So my top vote (as of now) goes to Publishing the Science Fiction Canon: The Case of Scientific Romance, by Adam Roberts, a short monograph that looks at the links between the development of the book market, mass literacy and sf as it was in the late nineteenth and early twentieth centuries. I learned a lot from it, not just about the history of the genre. The second paragraph of the third chapter is:

This latter fact [better public education] is the horizon within which all book production necessarily exists: books, after all, cannot be sold to an illiterate audience. The UK Parliament passed a number of Elementary Education Acts between 1870 and 1893, and these vastly increased levels of literacy amongst the general population. In 1840, less than two-thirds of grooms and less than half of brides in England and Wales could sign their own names at marriage; in 1900, 97 per cent of both groups could do so (fully functional literacy, sufficient for reading novels for pleasure, would have been lower in both cases of course, but these numbers give a sense of the magnitude of the social shift). Similar moves in France reduced the percentages of illiteracy from 53 per cent of men and 73 per cent of women in 1790 to 23 per cent of men and 33 per cent of women in 1876. By 1900, both numbers were in the low single figures (Woods, The Demography of Victorian England and WalesLire et écrire: l’alphabétisation des français de Calvin à Jules Ferry).

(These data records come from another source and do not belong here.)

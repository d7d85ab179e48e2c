use std::sync::{mpsc, Arc};
use std::thread;
use std::time::Duration;

use describer_core::{AiConfig, BatchId, LinkItem};
use describer_logging::{describer_error, describer_info};
use tokio::task::JoinHandle;
use tokio_util::sync::CancellationToken;

use crate::batch::{merge_descriptions, run_batch, BatchSink, ChannelBatchSink};
use crate::generator::{DescriptionGenerator, GeneratorSettings, HttpDescriptionGenerator};
use crate::{BatchEvent, EngineDisconnected, EngineEvent};

enum EngineCommand {
    StartBatch {
        batch_id: BatchId,
        config: AiConfig,
        links: Vec<LinkItem>,
    },
    Stop,
}

struct RunningBatch {
    stop: CancellationToken,
    /// Resolves to the run's last published collection.
    task: JoinHandle<Option<Vec<LinkItem>>>,
}

/// Owns a background thread with a tokio runtime that executes batches.
pub struct EngineHandle {
    cmd_tx: mpsc::Sender<EngineCommand>,
    event_rx: mpsc::Receiver<EngineEvent>,
}

impl EngineHandle {
    pub fn new(settings: GeneratorSettings) -> Self {
        Self::with_generator(Arc::new(HttpDescriptionGenerator::new(settings)))
    }

    pub fn with_generator(generator: Arc<dyn DescriptionGenerator>) -> Self {
        let (cmd_tx, cmd_rx) = mpsc::channel();
        let (event_tx, event_rx) = mpsc::channel();

        thread::spawn(move || {
            let runtime = tokio::runtime::Runtime::new().expect("tokio runtime");
            let mut running: Option<RunningBatch> = None;

            while let Ok(command) = cmd_rx.recv() {
                match command {
                    EngineCommand::StartBatch {
                        batch_id,
                        config,
                        links,
                    } => {
                        let previous = running.take();
                        let stop = CancellationToken::new();
                        let task = runtime.spawn(run_after(
                            previous,
                            generator.clone(),
                            batch_id,
                            config,
                            links,
                            stop.clone(),
                            event_tx.clone(),
                        ));
                        running = Some(RunningBatch { stop, task });
                    }
                    EngineCommand::Stop => {
                        if let Some(batch) = running.as_ref() {
                            describer_info!("Stop requested");
                            batch.stop.cancel();
                        }
                    }
                }
            }
        });

        Self { cmd_tx, event_rx }
    }

    pub fn start_batch(&self, batch_id: BatchId, config: AiConfig, links: Vec<LinkItem>) {
        let _ = self.cmd_tx.send(EngineCommand::StartBatch {
            batch_id,
            config,
            links,
        });
    }

    pub fn stop(&self) {
        let _ = self.cmd_tx.send(EngineCommand::Stop);
    }

    pub fn try_recv(&self) -> Result<Option<EngineEvent>, EngineDisconnected> {
        match self.event_rx.try_recv() {
            Ok(event) => Ok(Some(event)),
            Err(mpsc::TryRecvError::Empty) => Ok(None),
            Err(mpsc::TryRecvError::Disconnected) => Err(EngineDisconnected),
        }
    }

    /// `Ok(None)` on timeout.
    pub fn recv_timeout(
        &self,
        timeout: Duration,
    ) -> Result<Option<EngineEvent>, EngineDisconnected> {
        match self.event_rx.recv_timeout(timeout) {
            Ok(event) => Ok(Some(event)),
            Err(mpsc::RecvTimeoutError::Timeout) => Ok(None),
            Err(mpsc::RecvTimeoutError::Disconnected) => Err(EngineDisconnected),
        }
    }
}

/// Runs one batch once the previous run, if any, has unwound.
///
/// Work the previous run published after the new snapshot was taken is merged
/// in first, so a restart never regenerates or overwrites it.
async fn run_after(
    previous: Option<RunningBatch>,
    generator: Arc<dyn DescriptionGenerator>,
    batch_id: BatchId,
    config: AiConfig,
    mut links: Vec<LinkItem>,
    stop: CancellationToken,
    event_tx: mpsc::Sender<EngineEvent>,
) -> Option<Vec<LinkItem>> {
    let mut carried = None;
    if let Some(previous) = previous {
        previous.stop.cancel();
        carried = previous.task.await.ok().flatten();
    }

    let sink = Arc::new(ChannelBatchSink::new(batch_id, event_tx));
    if let Some(newer) = carried.as_deref() {
        if merge_descriptions(&mut links, newer) {
            describer_info!("Batch {} seeded with work from the previous run", batch_id);
            sink.emit(BatchEvent::LinksPublished(links.clone()));
        }
    }

    let run_sink = sink.clone();
    let seed = links.clone();
    let inner = tokio::spawn(async move {
        run_batch(generator.as_ref(), &config, links, &stop, run_sink.as_ref()).await;
    });

    if let Err(err) = inner.await {
        describer_error!("Batch {} aborted: {}", batch_id, err);
        sink.emit(BatchEvent::Aborted {
            reason: err.to_string(),
        });
    }

    // Nothing published means the seed (possibly merged) is the latest known state.
    sink.take_last_published().or(Some(seed))
}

You can get it here. Thouigh as I said, I may bump in some of the reviews if I manage to look at them in the next few days.

One thought on “BSFA Short Fiction and Non-Fiction, 2018

  1. Broken Harbour? It’s the only one I’ve read so far, and it was well worth reading. I first heard of French when Ian Rankin was bragging on Twitter about how he had an advance copy of her newest book and how happy this made him. I’ve always found his recommendations sound. Nicholas, you should definitely try one.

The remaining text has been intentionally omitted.